Después pasar la tarde jugando béisbol en el Campo Carter con un grupo de niños de un proyecto local, Días se marchó a por el suyo, de 12, que estaba jugando con los Pop Warner. Estaba hablando por teléfono cuando oyó tres rápidos pistoletazos que sonaron como fuegos artificiales. Salió del coche, y para cuando oyó los siguientes tiros iba corriendo hacia la cancha buscando a su hijo. Una vez que lo localizó, llorando y asustado, Días revisó el lugar, tratando de ubicar al agresor. Fue entonces que vio a un niño en el suelo, y un par de adultos acurrucados junto a él. Días cruzó corriendo, llamando al 911 y gritando: "Soy un policía fuera de servicio. ¡Envíen ayuda!"
Un agente de la comisaría del Nordeste que salía de un internado en Columbus, corrió hacia el montón, también llamando por radio. Tomó declaraciones de dos testigos, las que más tarde entregó a la Policía de Boston. Pronto la cancha estaba llena de agentes. Mientras los paramédicos se llevaban a Jenry, la policía reunió a la gente en grupos para tratar de saber qué había pasado. Esta es la ocasión, en el fragor del momento, que los detectives a menudo tienen sus mejores posibilidades de encontrar testigos dispuestos a cooperar. Y había un montón de testigos.
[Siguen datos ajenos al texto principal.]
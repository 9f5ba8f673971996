//! Coordinator configuration.
//!
//! One configuration object covers the orchestrator and both background
//! services. Every field has a production default; `with_*` builders adjust
//! individual knobs and [`EnvConfig`] overlays environment variables for
//! containerized deployments.

use std::time::Duration;

/// Top-level coordinator configuration.
#[derive(Debug, Clone, PartialEq, Eq)]
pub struct CoordinatorConfig {
    /// Whole-saga deadline. When set, an expiry timeout is scheduled at
    /// start for definitions that do not carry their own timeout. `None`
    /// disables the deadline.
    pub default_timeout: Option<Duration>,
    /// Per-step execution timeout used when a step has none of its own.
    pub default_step_timeout: Duration,
    /// Retry budget used when a definition has no retry policy of its own.
    pub max_retry_attempts: u32,
    /// Bound on concurrently executing step/compensation bodies across all
    /// saga instances.
    pub max_parallelism: usize,
    /// Run compensation immediately when a step exhausts its retries. When
    /// off, the saga is parked in `Compensating` for a manual `compensate`.
    pub enable_auto_compensation: bool,
    /// Advisory to embedding builders: wire a durable store when true, an
    /// in-memory one when false. The orchestrator always goes through its
    /// store port either way.
    pub enable_state_persistence: bool,
    /// Record counters. Disabling turns metric recording into a no-op.
    pub enable_metrics: bool,
    /// How long terminal records are kept before the cleanup purge removes
    /// them. `None` keeps them forever.
    pub completed_saga_retention: Option<Duration>,
    pub delivery: DeliveryConfig,
    pub cleanup: CleanupConfig,
    pub health: HealthConfig,
}

impl Default for CoordinatorConfig {
    fn default() -> Self {
        Self {
            default_timeout: Some(Duration::from_secs(24 * 60 * 60)),
            default_step_timeout: Duration::from_secs(30),
            max_retry_attempts: 3,
            max_parallelism: 10,
            enable_auto_compensation: true,
            enable_state_persistence: true,
            enable_metrics: true,
            completed_saga_retention: None,
            delivery: DeliveryConfig::default(),
            cleanup: CleanupConfig::default(),
            health: HealthConfig::default(),
        }
    }
}

impl CoordinatorConfig {
    pub fn new() -> Self {
        Self::default()
    }

    #[must_use]
    pub fn with_default_timeout(mut self, timeout: Option<Duration>) -> Self {
        self.default_timeout = timeout;
        self
    }

    #[must_use]
    pub fn with_step_timeout(mut self, timeout: Duration) -> Self {
        self.default_step_timeout = timeout;
        self
    }

    #[must_use]
    pub fn with_max_retry_attempts(mut self, attempts: u32) -> Self {
        self.max_retry_attempts = attempts;
        self
    }

    #[must_use]
    pub fn with_max_parallelism(mut self, limit: usize) -> Self {
        self.max_parallelism = limit.max(1);
        self
    }

    #[must_use]
    pub fn with_auto_compensation(mut self, enabled: bool) -> Self {
        self.enable_auto_compensation = enabled;
        self
    }

    #[must_use]
    pub fn with_state_persistence(mut self, enabled: bool) -> Self {
        self.enable_state_persistence = enabled;
        self
    }

    #[must_use]
    pub fn with_metrics(mut self, enabled: bool) -> Self {
        self.enable_metrics = enabled;
        self
    }

    #[must_use]
    pub fn with_retention(mut self, retention: Option<Duration>) -> Self {
        self.completed_saga_retention = retention;
        self
    }

    #[must_use]
    pub fn with_delivery(mut self, delivery: DeliveryConfig) -> Self {
        self.delivery = delivery;
        self
    }

    #[must_use]
    pub fn with_cleanup(mut self, cleanup: CleanupConfig) -> Self {
        self.cleanup = cleanup;
        self
    }

    #[must_use]
    pub fn with_health(mut self, health: HealthConfig) -> Self {
        self.health = health;
        self
    }
}

/// Timeout delivery service knobs.
#[derive(Debug, Clone, PartialEq, Eq)]
pub struct DeliveryConfig {
    /// Pause between polling cycles.
    pub poll_interval: Duration,
    /// Maximum due timeouts fetched per cycle.
    pub batch_size: usize,
}

impl Default for DeliveryConfig {
    fn default() -> Self {
        Self {
            poll_interval: Duration::from_secs(5),
            batch_size: 100,
        }
    }
}

impl DeliveryConfig {
    #[must_use]
    pub fn with_poll_interval(mut self, interval: Duration) -> Self {
        self.poll_interval = interval;
        self
    }

    #[must_use]
    pub fn with_batch_size(mut self, batch_size: usize) -> Self {
        self.batch_size = batch_size.max(1);
        self
    }
}

/// Cleanup sweep knobs.
#[derive(Debug, Clone, PartialEq, Eq)]
pub struct CleanupConfig {
    /// Pause between sweep cycles.
    pub interval: Duration,
    /// A `Running` saga whose last update is older than this is considered
    /// stuck and force-expired.
    pub timeout_threshold: Duration,
    /// Page size for the status scan.
    pub batch_size: usize,
    /// Extra diagnostic detail; never changes control flow.
    pub verbose: bool,
}

impl Default for CleanupConfig {
    fn default() -> Self {
        Self {
            interval: Duration::from_secs(60),
            timeout_threshold: Duration::from_secs(60 * 60),
            batch_size: 100,
            verbose: false,
        }
    }
}

impl CleanupConfig {
    #[must_use]
    pub fn with_interval(mut self, interval: Duration) -> Self {
        self.interval = interval;
        self
    }

    #[must_use]
    pub fn with_timeout_threshold(mut self, threshold: Duration) -> Self {
        self.timeout_threshold = threshold;
        self
    }

    #[must_use]
    pub fn with_batch_size(mut self, batch_size: usize) -> Self {
        self.batch_size = batch_size.max(1);
        self
    }

    #[must_use]
    pub fn with_verbose(mut self, verbose: bool) -> Self {
        self.verbose = verbose;
        self
    }
}

/// Health monitor knobs.
#[derive(Debug, Clone, PartialEq, Eq)]
pub struct HealthConfig {
    /// Active sagas older than this (by last update) count as stuck.
    pub stuck_threshold: Duration,
    /// Stuck count above which the coordinator reports `Unhealthy`.
    pub unhealthy_stuck_threshold: usize,
}

impl Default for HealthConfig {
    fn default() -> Self {
        Self {
            stuck_threshold: Duration::from_secs(5 * 60),
            unhealthy_stuck_threshold: 10,
        }
    }
}

impl HealthConfig {
    #[must_use]
    pub fn with_stuck_threshold(mut self, threshold: Duration) -> Self {
        self.stuck_threshold = threshold;
        self
    }

    #[must_use]
    pub fn with_unhealthy_stuck_threshold(mut self, count: usize) -> Self {
        self.unhealthy_stuck_threshold = count;
        self
    }
}

/// Environment-variable overlay for [`CoordinatorConfig`].
///
/// Unset or unparseable variables fall back to the defaults.
pub struct EnvConfig;

impl EnvConfig {
    pub fn load_coordinator_config() -> CoordinatorConfig {
        let mut config = CoordinatorConfig::default();

        if let Some(ms) = Self::parse_var::<u64>("SAGA_DEFAULT_TIMEOUT_MS") {
            config.default_timeout = (ms > 0).then(|| Duration::from_millis(ms));
        }
        if let Some(ms) = Self::parse_var::<u64>("SAGA_STEP_TIMEOUT_MS") {
            config.default_step_timeout = Duration::from_millis(ms);
        }
        if let Some(attempts) = Self::parse_var::<u32>("SAGA_MAX_RETRY_ATTEMPTS") {
            config.max_retry_attempts = attempts;
        }
        if let Some(limit) = Self::parse_var::<usize>("SAGA_MAX_PARALLELISM") {
            config.max_parallelism = limit.max(1);
        }
        if let Some(enabled) = Self::parse_var::<bool>("SAGA_AUTO_COMPENSATION") {
            config.enable_auto_compensation = enabled;
        }
        if let Some(enabled) = Self::parse_var::<bool>("SAGA_STATE_PERSISTENCE") {
            config.enable_state_persistence = enabled;
        }
        if let Some(enabled) = Self::parse_var::<bool>("SAGA_ENABLE_METRICS") {
            config.enable_metrics = enabled;
        }
        if let Some(ms) = Self::parse_var::<u64>("SAGA_RETENTION_MS") {
            config.completed_saga_retention = (ms > 0).then(|| Duration::from_millis(ms));
        }

        if let Some(ms) = Self::parse_var::<u64>("SAGA_DELIVERY_POLL_MS") {
            config.delivery.poll_interval = Duration::from_millis(ms);
        }
        if let Some(batch) = Self::parse_var::<usize>("SAGA_DELIVERY_BATCH") {
            config.delivery.batch_size = batch.max(1);
        }

        if let Some(ms) = Self::parse_var::<u64>("SAGA_CLEANUP_INTERVAL_MS") {
            config.cleanup.interval = Duration::from_millis(ms);
        }
        if let Some(ms) = Self::parse_var::<u64>("SAGA_CLEANUP_THRESHOLD_MS") {
            config.cleanup.timeout_threshold = Duration::from_millis(ms);
        }
        if let Some(batch) = Self::parse_var::<usize>("SAGA_CLEANUP_BATCH") {
            config.cleanup.batch_size = batch.max(1);
        }
        if let Some(verbose) = Self::parse_var::<bool>("SAGA_CLEANUP_VERBOSE") {
            config.cleanup.verbose = verbose;
        }

        if let Some(ms) = Self::parse_var::<u64>("SAGA_HEALTH_STUCK_MS") {
            config.health.stuck_threshold = Duration::from_millis(ms);
        }
        if let Some(count) = Self::parse_var::<usize>("SAGA_HEALTH_UNHEALTHY_COUNT") {
            config.health.unhealthy_stuck_threshold = count;
        }

        config
    }

    fn parse_var<T: std::str::FromStr>(name: &str) -> Option<T> {
        std::env::var(name).ok().and_then(|v| v.parse().ok())
    }
}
Pero había problemas. Muchos padres dijeron que estaban mirando la cancha y no vieron bien al tirador. Otros testigos que tuvieron mejores vistas, dijeron no haber visto nada. Un grupo de testigos trató de marcharse y debieron ser detenidos por la policía. Los videos de vigilancia muestran cómo adelgaza el gentío a medida que pasan los minutos.
Los informes del incidente indican que al menos media docena de testigos entregaron descripciones del tirador, pero las descripciones variaban terriblemente. Mientras había consenso en que el tirador era negro, la descripción de la edad variaba de un niño a un hombre de treinta, el color de su camisa era verde o blanca, y era de un solo color o con rayas.
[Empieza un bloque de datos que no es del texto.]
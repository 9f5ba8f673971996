//! # sagakit-core
//!
//! A saga coordinator for distributed, multi-step transactions: ordered
//! steps with compensating actions, durable state with optimistic locking,
//! durable timeouts with at-least-once delivery, and background recovery
//! services.
//!
//! The crate is transport- and storage-agnostic. Persistence goes through
//! three ports ([`port::SagaStateStore`], [`port::TimeoutStore`],
//! [`port::IdempotencyStore`]); `sagakit-memory` ships in-memory adapters
//! for tests and single-process deployments.
//!
//! ## Defining a saga
//!
//! ```
//! use sagakit_core::workflow::{RetryPolicy, SagaDefinition, SagaStep, StepError};
//!
//! #[derive(Clone)]
//! struct Order {
//!     reserved: bool,
//!     charged: bool,
//! }
//!
//! let definition: SagaDefinition<Order> = SagaDefinition::builder("order-fulfilment")
//!     .step(SagaStep::new(
//!         "reserve-inventory",
//!         |mut order: Order| async move {
//!             order.reserved = true;
//!             Ok::<_, StepError>(order)
//!         },
//!         |mut order: Order| async move {
//!             order.reserved = false;
//!             Ok::<_, StepError>(order)
//!         },
//!     ))
//!     .step(SagaStep::new(
//!         "charge-payment",
//!         |mut order: Order| async move {
//!             order.charged = true;
//!             Ok::<_, StepError>(order)
//!         },
//!         |mut order: Order| async move {
//!             order.charged = false;
//!             Ok::<_, StepError>(order)
//!         },
//!     ))
//!     .retry_policy(RetryPolicy::default())
//!     .build();
//!
//! assert_eq!(definition.step_count(), 2);
//! ```
//!
//! Registered definitions are driven by the [`orchestrator::SagaOrchestrator`]:
//! `start` persists a new record and runs the first step, inbound messages
//! and due timeouts drive the rest, and a permanent step failure rolls back
//! the completed steps in reverse order.

pub mod codec;
pub mod config;
pub mod error;
pub mod health;
pub mod middleware;
pub mod orchestrator;
pub mod port;
pub mod saga;
pub mod service;
pub mod telemetry;
pub mod workflow;

pub use codec::{BincodeCodec, CodecError, JsonCodec, PayloadCodec};
pub use config::{CleanupConfig, CoordinatorConfig, DeliveryConfig, EnvConfig, HealthConfig};
pub use error::SagaError;
pub use health::{HealthCheck, HealthInfo, HealthStatus, SagaHealth, SagaHealthMonitor};
pub use middleware::{DispatchOutcome, InboundSagaMessage, SagaDispatch, SagaMiddleware};
pub use orchestrator::{OrchestratorMetricsSnapshot, SagaOrchestrator};
pub use port::idempotency::{IdempotencyError, IdempotencyStore};
pub use port::state_store::{SagaStateStore, StateStoreError};
pub use port::timeout_store::{SagaTimeout, TimeoutKind, TimeoutStore, TimeoutStoreError};
pub use saga::{CompensationResult, SagaActivity, SagaId, SagaRecord, SagaStatus};
pub use service::{CleanupService, TimeoutDeliveryService};
pub use telemetry::{init_telemetry, TelemetryConfig, TelemetryGuard};
pub use workflow::{
    RetryDecision, RetryPolicy, SagaDefinition, SagaDefinitionBuilder, SagaStep, StepError,
    StepErrorKind,
};
//! Tracing bootstrap for binaries embedding the coordinator.
//!
//! Library code only emits `tracing` events; hosts decide where they go.
//! [`init_telemetry`] wires a sensible default subscriber (env-filtered,
//! human-readable) for services that do not bring their own.

use tracing_subscriber::layer::SubscriberExt;
use tracing_subscriber::util::SubscriberInitExt;
use tracing_subscriber::{EnvFilter, Registry};

/// Configuration for telemetry initialization.
#[derive(Debug, Clone)]
pub struct TelemetryConfig {
    /// Service name reported in logs.
    pub service_name: String,
    /// Service version reported in logs.
    pub service_version: String,
    /// Log level filter directive, e.g. `info` or `sagakit_core=debug`.
    pub log_level: String,
}

impl Default for TelemetryConfig {
    fn default() -> Self {
        Self {
            service_name: "sagakit".to_string(),
            service_version: env!("CARGO_PKG_VERSION").to_string(),
            log_level: "info".to_string(),
        }
    }
}

impl TelemetryConfig {
    #[must_use]
    pub fn with_service_name(mut self, name: impl Into<String>) -> Self {
        self.service_name = name.into();
        self
    }

    #[must_use]
    pub fn with_log_level(mut self, level: impl Into<String>) -> Self {
        self.log_level = level.into();
        self
    }
}

/// Guard returned by [`init_telemetry`]. Hold it for the lifetime of the
/// process; dropping it is harmless today but keeps room for flush-on-exit.
pub struct TelemetryGuard;

impl TelemetryGuard {
    pub fn shutdown(self) {}
}

/// Install the default tracing subscriber.
///
/// Respects `RUST_LOG` when set, otherwise falls back to the configured
/// level. Safe to call more than once; later calls keep the first
/// subscriber.
pub fn init_telemetry(config: &TelemetryConfig) -> TelemetryGuard {
    let filter = EnvFilter::try_from_default_env()
        .unwrap_or_else(|_| EnvFilter::new(&config.log_level));

    let _ = Registry::default()
        .with(filter)
        .with(tracing_subscriber::fmt::layer().with_target(true))
        .try_init();

    tracing::info!(
        service = %config.service_name,
        version = %config.service_version,
        "telemetry initialized"
    );

    TelemetryGuard
}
En el vecindario parecían saber quién era el atacado. Se trataba de un pandillero de un proyecto social de la calle Lenox el que, después de todo, escapó del tirador pedaleando derechamente hacia la cancha de fútbol, colocando a los niños en la línea de fuego. Se especulaba que este indicente debía ser el último estallido de una larga guerra de territorios entre dos pandillas vecinas del South End, la de la calle Lenox y la de 1850 -esta última debe su nombre al número de uno de los edificios de apartamentos de Grant Manor, en la calle Washington.
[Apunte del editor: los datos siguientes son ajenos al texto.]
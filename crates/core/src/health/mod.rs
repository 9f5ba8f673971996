//! Coordinator health reporting.
//!
//! The monitor scans active sagas and counts the ones that stopped making
//! progress. Zero stuck sagas is `Healthy`, any stuck saga degrades the
//! coordinator, and a count above the configured threshold makes it
//! `Unhealthy`. The classification itself is a pure function so the
//! boundaries are directly testable.

use std::collections::HashMap;
use std::marker::PhantomData;
use std::sync::Arc;

use async_trait::async_trait;
use chrono::{DateTime, Utc};
use tracing::warn;

use crate::config::HealthConfig;
use crate::error::SagaError;
use crate::port::state_store::SagaStateStore;
use crate::saga::SagaStatus;
use crate::service::cleanup::is_stale;

/// Page size for the health scan over active sagas.
const HEALTH_SCAN_LIMIT: usize = 10_000;

/// Tri-state health classification.
#[derive(Debug, Clone, Copy, PartialEq, Eq, Hash, serde::Serialize, serde::Deserialize)]
#[serde(rename_all = "snake_case")]
pub enum HealthStatus {
    Healthy,
    Degraded,
    Unhealthy,
}

impl HealthStatus {
    pub fn is_healthy(&self) -> bool {
        matches!(self, Self::Healthy)
    }

    /// Degraded still serves traffic; unhealthy should be taken out of
    /// rotation.
    pub fn is_operational(&self) -> bool {
        !matches!(self, Self::Unhealthy)
    }

    pub fn as_str(&self) -> &'static str {
        match self {
            Self::Healthy => "healthy",
            Self::Degraded => "degraded",
            Self::Unhealthy => "unhealthy",
        }
    }
}

impl std::fmt::Display for HealthStatus {
    fn fmt(&self, f: &mut std::fmt::Formatter<'_>) -> std::fmt::Result {
        write!(f, "{}", self.as_str())
    }
}

/// Classify a stuck-saga count against the unhealthy threshold.
pub fn classify(stuck_count: usize, unhealthy_threshold: usize) -> HealthStatus {
    if stuck_count > unhealthy_threshold {
        HealthStatus::Unhealthy
    } else if stuck_count > 0 {
        HealthStatus::Degraded
    } else {
        HealthStatus::Healthy
    }
}

/// A single metric attached to a health report.
#[derive(Debug, Clone, PartialEq, serde::Serialize, serde::Deserialize)]
#[serde(untagged)]
pub enum MetricValue {
    Integer(i64),
    Float(f64),
    Text(String),
    Boolean(bool),
}

impl From<i64> for MetricValue {
    fn from(value: i64) -> Self {
        Self::Integer(value)
    }
}

impl From<usize> for MetricValue {
    fn from(value: usize) -> Self {
        Self::Integer(value as i64)
    }
}

impl From<f64> for MetricValue {
    fn from(value: f64) -> Self {
        Self::Float(value)
    }
}

impl From<&str> for MetricValue {
    fn from(value: &str) -> Self {
        Self::Text(value.to_string())
    }
}

impl From<bool> for MetricValue {
    fn from(value: bool) -> Self {
        Self::Boolean(value)
    }
}

/// A health report from one component.
#[derive(Debug, Clone, PartialEq, serde::Serialize, serde::Deserialize)]
pub struct HealthInfo {
    pub status: HealthStatus,
    pub message: Option<String>,
    pub metrics: HashMap<String, MetricValue>,
    pub checked_at: DateTime<Utc>,
}

impl HealthInfo {
    pub fn new(status: HealthStatus) -> Self {
        Self {
            status,
            message: None,
            metrics: HashMap::new(),
            checked_at: Utc::now(),
        }
    }

    pub fn healthy() -> Self {
        Self::new(HealthStatus::Healthy)
    }

    pub fn degraded(message: impl Into<String>) -> Self {
        Self::new(HealthStatus::Degraded).with_message(message)
    }

    pub fn unhealthy(message: impl Into<String>) -> Self {
        Self::new(HealthStatus::Unhealthy).with_message(message)
    }

    #[must_use]
    pub fn with_message(mut self, message: impl Into<String>) -> Self {
        self.message = Some(message.into());
        self
    }

    #[must_use]
    pub fn with_metric(mut self, name: impl Into<String>, value: impl Into<MetricValue>) -> Self {
        self.metrics.insert(name.into(), value.into());
        self
    }
}

/// Anything that can report its own health.
#[async_trait]
pub trait HealthCheck: Send + Sync {
    async fn health(&self) -> HealthInfo;

    async fn is_healthy(&self) -> bool {
        self.health().await.status.is_healthy()
    }
}

/// Summary produced by [`SagaHealthMonitor::check`].
#[derive(Debug, Clone, Copy, PartialEq, Eq)]
pub struct SagaHealth {
    pub status: HealthStatus,
    /// Active sagas (running or compensating) with no recent progress.
    pub stuck_count: usize,
    pub checked_at: DateTime<Utc>,
}

/// Scans active sagas and classifies the coordinator's health.
pub struct SagaHealthMonitor<D, S>
where
    D: Clone + Send + Sync + 'static,
    S: SagaStateStore<D>,
{
    store: Arc<S>,
    config: HealthConfig,
    _data: PhantomData<fn() -> D>,
}

impl<D, S> SagaHealthMonitor<D, S>
where
    D: Clone + Send + Sync + 'static,
    S: SagaStateStore<D>,
{
    pub fn new(store: Arc<S>, config: HealthConfig) -> Self {
        Self {
            store,
            config,
            _data: PhantomData,
        }
    }

    /// Count stuck active sagas and classify.
    ///
    /// Compensating sagas count too: a stalled rollback needs an operator
    /// just as much as a stalled forward step.
    pub async fn check(&self) -> Result<SagaHealth, SagaError> {
        self.check_at(Utc::now()).await
    }

    /// Like [`check`](Self::check) with an explicit clock.
    pub async fn check_at(&self, now: DateTime<Utc>) -> Result<SagaHealth, SagaError> {
        let mut stuck_count = 0usize;
        for status in [SagaStatus::Running, SagaStatus::Compensating] {
            let records = self
                .store
                .get_by_status(status, HEALTH_SCAN_LIMIT)
                .await
                .map_err(SagaError::from)?;
            stuck_count += records
                .iter()
                .filter(|r| is_stale(r.last_updated_at, now, self.config.stuck_threshold))
                .count();
        }

        let status = classify(stuck_count, self.config.unhealthy_stuck_threshold);
        if !status.is_healthy() {
            warn!(stuck = stuck_count, status = %status, "coordinator health degraded");
        }
        Ok(SagaHealth {
            status,
            stuck_count,
            checked_at: now,
        })
    }
}

#[async_trait]
impl<D, S> HealthCheck for SagaHealthMonitor<D, S>
where
    D: Clone + Send + Sync + 'static,
    S: SagaStateStore<D>,
{
    async fn health(&self) -> HealthInfo {
        match self.check().await {
            Ok(health) => {
                let info = match health.status {
                    HealthStatus::Healthy => HealthInfo::healthy(),
                    HealthStatus::Degraded => HealthInfo::degraded(format!(
                        "{} stuck saga(s)",
                        health.stuck_count
                    )),
                    HealthStatus::Unhealthy => HealthInfo::unhealthy(format!(
                        "{} stuck saga(s) exceed the threshold",
                        health.stuck_count
                    )),
                };
                info.with_metric("stuck_sagas", health.stuck_count)
            }
            Err(err) => HealthInfo::unhealthy(format!("health scan failed: {}", err)),
        }
    }
}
El detective Danny Keller quedó a cargo de la investigación. En más de una década de llevar casos de homicidios para la Policía de Boston, Keeler se ha ganado el apodo de ‘Míster Homicidio’ por su capacidad para resolver casos y consolar a las familias. Pero su reputación también ha sufrido golpes, especialmente después de que él y un colega fueran demandados por un hombre que pasó cinco años en la cárcel por un asesinato que no cometió. Un juez desechó la demanda en abril de 2004, pero calificó las acusaciones contra Keeler y su colega como "profundamente inquietantes". Keeler había sido recientemente retirado de la división de detectives y trasladado al South End. (Dice que no puede hacer comentarios sobre la investigación del tiroteo de Jenry).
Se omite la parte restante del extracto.